Listening to these two men, one might have fancied himself hearing a dialogue between a sword and all axe.

Meanwhile the mother was searching for her little ones, walking straight onward; and how she subsisted we cannot tell, since she did not know herself. She walked day and night, begging as she went, often living on herbs and sleeping upon the ground in the open air, among the bushes, under the stars, and sometimes mid the rain and the wind. Thus she wandered from village to village and from farm to farm, making inquiries as she went along, but, tattered and torn as she was, never venturing beyond the threshold. Sometimes she found a welcome, sometimes she was turned away; and when they refused to let her come in, she would go into the woods.

Unfamiliar as she was with the country beyond Siscoignard and the parish of Azé, and having nothing to serve as guide, she would retrace her steps, going over and over the same ground, thus wasting both time and strength. Sometimes she followed the highway, sometimes the cart-ruts, and then again she would turn into the paths in the woods. In this wandering life she had worn out her wretched garments. At first she had her shoes, then she went barefoot, and it was not long before her feet were bleeding.

Unconsciously she travelled on, mid bloodshed and warfare, neither hearing, seeing, nor trying to shield herself, simply looking for her children. As the entire country was in rebellion, there were no longer any gendarmes, or mayors, or authorities of any kind. Only such persons as she encountered on the way would she stop to ask.

"Have you seen three little children anywhere?"

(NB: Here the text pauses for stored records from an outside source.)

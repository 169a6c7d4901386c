// tests/json_parser_tests.rs

use chrono::NaiveDate;
use remespath::json_parser::{
    Comment, JsonParser, LintType, LoggerLevel, ParserOptions, ParserState, parse_json, parse_json_lines,
};
use remespath::output::to_json;
use remespath::value::{Node, Value};

fn lenient_parse(input: &str) -> (Node, JsonParser) {
    let mut parser = JsonParser::new(ParserOptions::lenient());
    let node = parser.parse(input).unwrap();
    (node, parser)
}

fn lint_types(parser: &JsonParser) -> Vec<LintType> {
    parser.lint().iter().map(|l| l.lint_type.clone()).collect()
}

// ============================================================================
// Strict JSON
// ============================================================================

#[test]
fn test_strict_documents_have_no_lints() {
    let test_cases = vec![
        "1",
        "-2.5e3",
        "\"hi\"",
        "[1, 2, 3]",
        "{\"a\": {\"b\": [true, false, null]}}",
        "  [ ]  ",
        "{}",
    ];

    for input in test_cases {
        let (_, parser) = lenient_parse(input);
        assert_eq!(parser.state(), ParserState::Strict, "Failed for input: {}", input);
        assert!(parser.lint().is_empty(), "Failed for input: {}", input);
    }
}

#[test]
fn test_values_round_trip_through_compact_output() {
    let test_cases = vec![
        ("[1, 2.0, \"x\"]", "[1, 2.0, \"x\"]"),
        ("{\"b\":1,\"a\":[null]}", "{\"b\": 1, \"a\": [null]}"),
        ("1e2", "100.0"),
        ("\"tab\\there\"", "\"tab\\there\""),
    ];

    for (input, expected) in test_cases {
        let node = parse_json(input).unwrap();
        assert_eq!(to_json(&node), expected, "Failed for input: {}", input);
    }
}

#[test]
fn test_positions_are_byte_offsets() {
    let node = parse_json("{\"a\": [1, 22]}").unwrap();
    assert_eq!(node.position, 0);
    let arr = node.get_key("a").unwrap();
    assert_eq!(arr.position, 6);
    assert_eq!(arr.get_index(0).unwrap().position, 7);
    assert_eq!(arr.get_index(1).unwrap().position, 10);
}

#[test]
fn test_positions_count_multibyte_characters_as_bytes() {
    let node = parse_json("{\"words\": \"Th\u{1ebf} n\u{e0}o r\u{1ed3}i?\", \"n\": 1}").unwrap();
    let n = node.get_key("n").unwrap();
    assert_eq!(n.position, 36);
    assert_eq!(node.get_key("words").unwrap().position, 10);
}

#[test]
fn test_big_integers_become_floats() {
    let node = parse_json("12345678901234567890").unwrap();
    assert!(matches!(node.value, Value::Float(f) if f > 1.2e19));
}

// ============================================================================
// Severity ladder
// ============================================================================

#[test]
fn test_single_deviation_severity() {
    let test_cases = vec![
        ("NaN", LintType::NaN, ParserState::NanInf),
        ("-Infinity", LintType::Infinity, ParserState::NanInf),
        ("// c\n[1]", LintType::JavaScriptComment, ParserState::Jsonc),
        ("[1, 2,]", LintType::Json5CommaAfterLastElementArray, ParserState::Json5),
        ("{\"a\": 1,}", LintType::Json5CommaAfterLastElementObject, ParserState::Json5),
        ("{a: 1}", LintType::Json5UnquotedKey, ParserState::Json5),
        ("'s'", LintType::Json5SingleQuotedString, ParserState::Json5),
        ("0x1F", LintType::Json5HexNum, ParserState::Json5),
        ("+5", LintType::Json5NumLeadingPlus, ParserState::Json5),
        (".5", LintType::Json5NumLeadingDecimalPoint, ParserState::Json5),
        ("# c\n[1]", LintType::PythonComment, ParserState::Bad),
        ("[1 2]", LintType::NoCommaBetweenArrayItems, ParserState::Bad),
        ("[1,,2]", LintType::TwoConsecutiveCommasArray(0), ParserState::Bad),
        ("[1, 2", LintType::UnterminatedArray, ParserState::Bad),
        ("012", LintType::UnnecessaryLeadingZero, ParserState::Bad),
        ("[1] x", LintType::CharInsteadOfEof('x'), ParserState::Bad),
        ("nan", LintType::PythonNan, ParserState::Bad),
    ];

    for (input, lint, state) in test_cases {
        let (_, parser) = lenient_parse(input);
        assert_eq!(lint_types(&parser), vec![lint], "Failed for input: {}", input);
        assert_eq!(parser.state(), state, "Failed for input: {}", input);
    }
}

#[test]
fn test_recovered_values() {
    let test_cases = vec![
        ("[1, 2,]", "[1, 2]"),
        ("[1,,2]", "[1, 2]"),
        ("[1 2]", "[1, 2]"),
        ("[1, 2", "[1, 2]"),
        ("{'a': 'b'}", "{\"a\": \"b\"}"),
        ("{a: 1, $b_2: 2}", "{\"a\": 1, \"$b_2\": 2}"),
        ("{\"a\": 1 \"b\": 2}", "{\"a\": 1, \"b\": 2}"),
        ("[True, False, None, undefined]", "[true, false, null, null]"),
        ("[0x1F, +5, .5, 5.]", "[31, 5, 0.5, 5.0]"),
        ("1/2", "0.5"),
        ("[inf, -inf]", "[Infinity, -Infinity]"),
        ("\"abc", "\"abc\""),
        ("{\"a\": 1, \"a\": 2}", "{\"a\": 2}"),
    ];

    for (input, expected) in test_cases {
        let (node, _) = lenient_parse(input);
        assert_eq!(to_json(&node), expected, "Failed for input: {}", input);
    }
}

#[test]
fn test_state_is_worst_severity_seen() {
    let (_, parser) = lenient_parse("[NaN, 'a', 1 2]");
    assert_eq!(parser.state(), ParserState::Bad);
    let severities: Vec<ParserState> = parser.lint().iter().map(|l| l.severity()).collect();
    assert_eq!(
        severities,
        vec![ParserState::NanInf, ParserState::Json5, ParserState::Bad]
    );
}

#[test]
fn test_logger_level_filters_lints() {
    let options = ParserOptions::lenient().with_logger_level(LoggerLevel::Json5);
    let mut parser = JsonParser::new(options);
    parser.parse("[NaN, 'a', 1 2]").unwrap();
    // state still tracks everything, only the BAD lint is logged
    assert_eq!(parser.state(), ParserState::Bad);
    assert_eq!(lint_types(&parser), vec![LintType::NoCommaBetweenArrayItems]);
}

// ============================================================================
// Raising
// ============================================================================

#[test]
fn test_default_options_raise_past_nan_inf() {
    assert!(parse_json("[NaN, Infinity, -Infinity]").is_ok());

    let test_cases = vec![
        ("[1, 2,]", LintType::Json5CommaAfterLastElementArray),
        ("// c\n1", LintType::JavaScriptComment),
        ("{a: 1}", LintType::Json5UnquotedKey),
        ("[1,,2]", LintType::TwoConsecutiveCommasArray(0)),
    ];

    for (input, lint) in test_cases {
        let err = parse_json(input).unwrap_err();
        assert_eq!(err.lint.lint_type, lint, "Failed for input: {}", input);
    }
}

#[test]
fn test_error_display() {
    let err = parse_json("[1, 2,]").unwrap_err();
    assert_eq!(err.position(), 6);
    assert_eq!(err.to_string(), "Comma after last element of array at position 6 (char ']')");
}

#[test]
fn test_fatal_stops_parsing() {
    let (node, parser) = lenient_parse("[1, 2, tru]");
    assert_eq!(to_json(&node), "[1, 2, null]");
    assert_eq!(parser.state(), ParserState::Fatal);
    assert!(parser.exited_early());
    let fatal = parser.fatal_error().unwrap();
    assert_eq!(fatal.lint_type, LintType::InvalidStartsWith('t'));
    assert_eq!(fatal.message(), "Expected literal starting with 't' to be true");
}

#[test]
fn test_fatal_raises_when_throw_if_fatal() {
    let options = ParserOptions::lenient().with_throw_if_fatal(true);
    let err = JsonParser::new(options).parse("[1, 2, tru]").unwrap_err();
    assert_eq!(err.lint.lint_type, LintType::InvalidStartsWith('t'));
}

#[test]
fn test_empty_input() {
    let err = parse_json("").unwrap_err();
    assert_eq!(err.lint.lint_type, LintType::NoInput);

    let (node, parser) = lenient_parse("   ");
    assert_eq!(node, Node::null());
    assert_eq!(lint_types(&parser), vec![LintType::OnlyWhitespaceComments]);
}

#[test]
fn test_recursion_limit() {
    // nesting this deep needs more than the default test thread stack
    let handle = std::thread::Builder::new()
        .stack_size(64 * 1024 * 1024)
        .spawn(|| {
            let ok = format!("{}{}", "[".repeat(512), "]".repeat(512));
            let (_, parser) = lenient_parse(&ok);
            assert_eq!(parser.state(), ParserState::Strict);

            let too_deep = format!("{}{}", "[".repeat(513), "]".repeat(513));
            let (_, parser) = lenient_parse(&too_deep);
            assert_eq!(parser.state(), ParserState::Fatal);
            assert_eq!(lint_types(&parser), vec![LintType::MaxRecursionDepth]);
        })
        .unwrap();
    handle.join().unwrap();
}

// ============================================================================
// Strings
// ============================================================================

#[test]
fn test_string_escapes() {
    let test_cases = vec![
        ("\"a\\u0041\"", "aA"),
        ("\"\\ud83d\\ude00\"", "\u{1F600}"),
        ("\"a\\/b\"", "a/b"),
        ("'it\\'s'", "it's"),
        ("\"a\\x41\"", "aA"),
        ("\"a\\qb\"", "aqb"),
        ("\"caf\u{e9}\"", "caf\u{e9}"),
    ];

    for (input, expected) in test_cases {
        let (node, _) = lenient_parse(input);
        assert_eq!(node.value, Value::Str(expected.to_string()), "Failed for input: {}", input);
    }
}

#[test]
fn test_string_control_chars() {
    let (node, parser) = lenient_parse("\"a\tb\"");
    assert_eq!(node.value, Value::Str("a\tb".to_string()));
    assert_eq!(lint_types(&parser), vec![LintType::ControlChar]);
    assert_eq!(parser.state(), ParserState::Ok);

    let (node, parser) = lenient_parse("\"a\nb\"");
    assert_eq!(node.value, Value::Str("a\nb".to_string()));
    assert_eq!(lint_types(&parser), vec![LintType::StringContainsNewline]);
}

#[test]
fn test_parse_dates() {
    let options = ParserOptions::default().with_parse_dates(true);
    let mut parser = JsonParser::new(options);
    let node = parser
        .parse("[\"2024-01-15\", \"2024-01-15 10:30:00\", \"2024-13-45\", \"nope\"]")
        .unwrap();
    let Value::Array(items) = &node.value else {
        panic!("Expected array");
    };
    assert_eq!(items[0].value, Value::Date(NaiveDate::from_ymd_opt(2024, 1, 15).unwrap()));
    assert!(matches!(items[1].value, Value::DateTime(_)));
    assert_eq!(items[2].value, Value::Str("2024-13-45".to_string()));
    assert_eq!(items[3].value, Value::Str("nope".to_string()));
}

// ============================================================================
// Comments
// ============================================================================

#[test]
fn test_remember_comments() {
    let options = ParserOptions::lenient().with_remember_comments(true);
    let mut parser = JsonParser::new(options);
    let node = parser.parse("// hello\n[1, /* mid */ 2]").unwrap();
    assert_eq!(to_json(&node), "[1, 2]");
    assert_eq!(
        parser.comments(),
        &[
            Comment {
                content: " hello".to_string(),
                is_multiline: false,
                position: 0,
            },
            Comment {
                content: " mid ".to_string(),
                is_multiline: true,
                position: 13,
            },
        ]
    );
}

#[test]
fn test_unterminated_multiline_comment() {
    let (node, parser) = lenient_parse("[1] /* never closed");
    assert_eq!(to_json(&node), "[1]");
    assert!(lint_types(&parser).contains(&LintType::UnterminatedMultilineComment));
}

// ============================================================================
// JSON Lines
// ============================================================================

#[test]
fn test_json_lines() {
    let node = parse_json_lines("{\"a\": 1}\n[2]\n3\n").unwrap();
    assert_eq!(to_json(&node), "[{\"a\": 1}, [2], 3]");

    let node = parse_json_lines("1\n2").unwrap();
    assert_eq!(to_json(&node), "[1, 2]");
}

#[test]
fn test_json_lines_one_document_per_line() {
    let err = parse_json_lines("[1] [2]\n").unwrap_err();
    assert_eq!(err.lint.lint_type, LintType::JsonLinesNotOneDocPerLine);
}

#[test]
fn test_parser_reuse_resets_state() {
    let mut parser = JsonParser::new(ParserOptions::lenient());
    parser.parse("[1,]").unwrap();
    assert_eq!(parser.state(), ParserState::Json5);
    parser.parse("[1]").unwrap();
    assert_eq!(parser.state(), ParserState::Strict);
    assert!(parser.lint().is_empty());
}

#[test]
fn test_lint_to_node() {
    let (_, parser) = lenient_parse("[1,]");
    let node = parser.lint()[0].to_node();
    assert_eq!(
        to_json(&node),
        "{\"message\": \"Comma after last element of array\", \"position\": 3, \"severity\": \"JSON5\"}"
    );
}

And when the passers-by lifted their heads she would say,—

"Two boys and a girl," and go on to name them:

"René-Jean, Gros-Alain, Georgette. Have you not seen them?"

And again,—

"The oldest one was four and a half and the youngest twenty months."

Presently she would add,—

"Do you know where they are? They have been taken from me."

People gazed at her, and that was all.

Perceiving that she was not understood, she would explain,—

"It is because they are mine. That is the reason."

And then seeing the passers-by continue their way, she would stand speechless, tearing her breast with her nails. One day, however, a peasant stopped to listen to her. The worthy man set his wits at work.

"Let us see. Did you say three children?" he asked.

"Yes."

"Two boys?"

"And a girl."

"And you are looking for them?"

"Yes."

"I was told that a nobleman had carried off three little children and keeps them with him."

"Where is that man? Where are they?" she cried.

"Yon must go to the Tourgue," answered the peasant.

"And shall I find my children there?"

"Very likely you will."

"What did you say the name was?"

"The Tourgue."

"What is the Tourgue?"

"It is a place."

"Is it a village, a castle, or a farm?"

"I never was there."

"Is it far?"

"I should say so."

"In what direction?"

"In the direction of Fougères."

"Which way shall I go?"

"You are now at Ventortes," replied the peasant. "You will leave Ernée on your left and Coxelles on your right; you must pass through Longchamps, and cross the Leroux."

The peasant raised his hand and pointed westward.

"Keep straight ahead, facing the sunset."

She had already started before he had time to lower his arm.

He called out to her.

"You must be careful; they are fighting over there."

She never turned to reply, but walked straight ahead without pausing.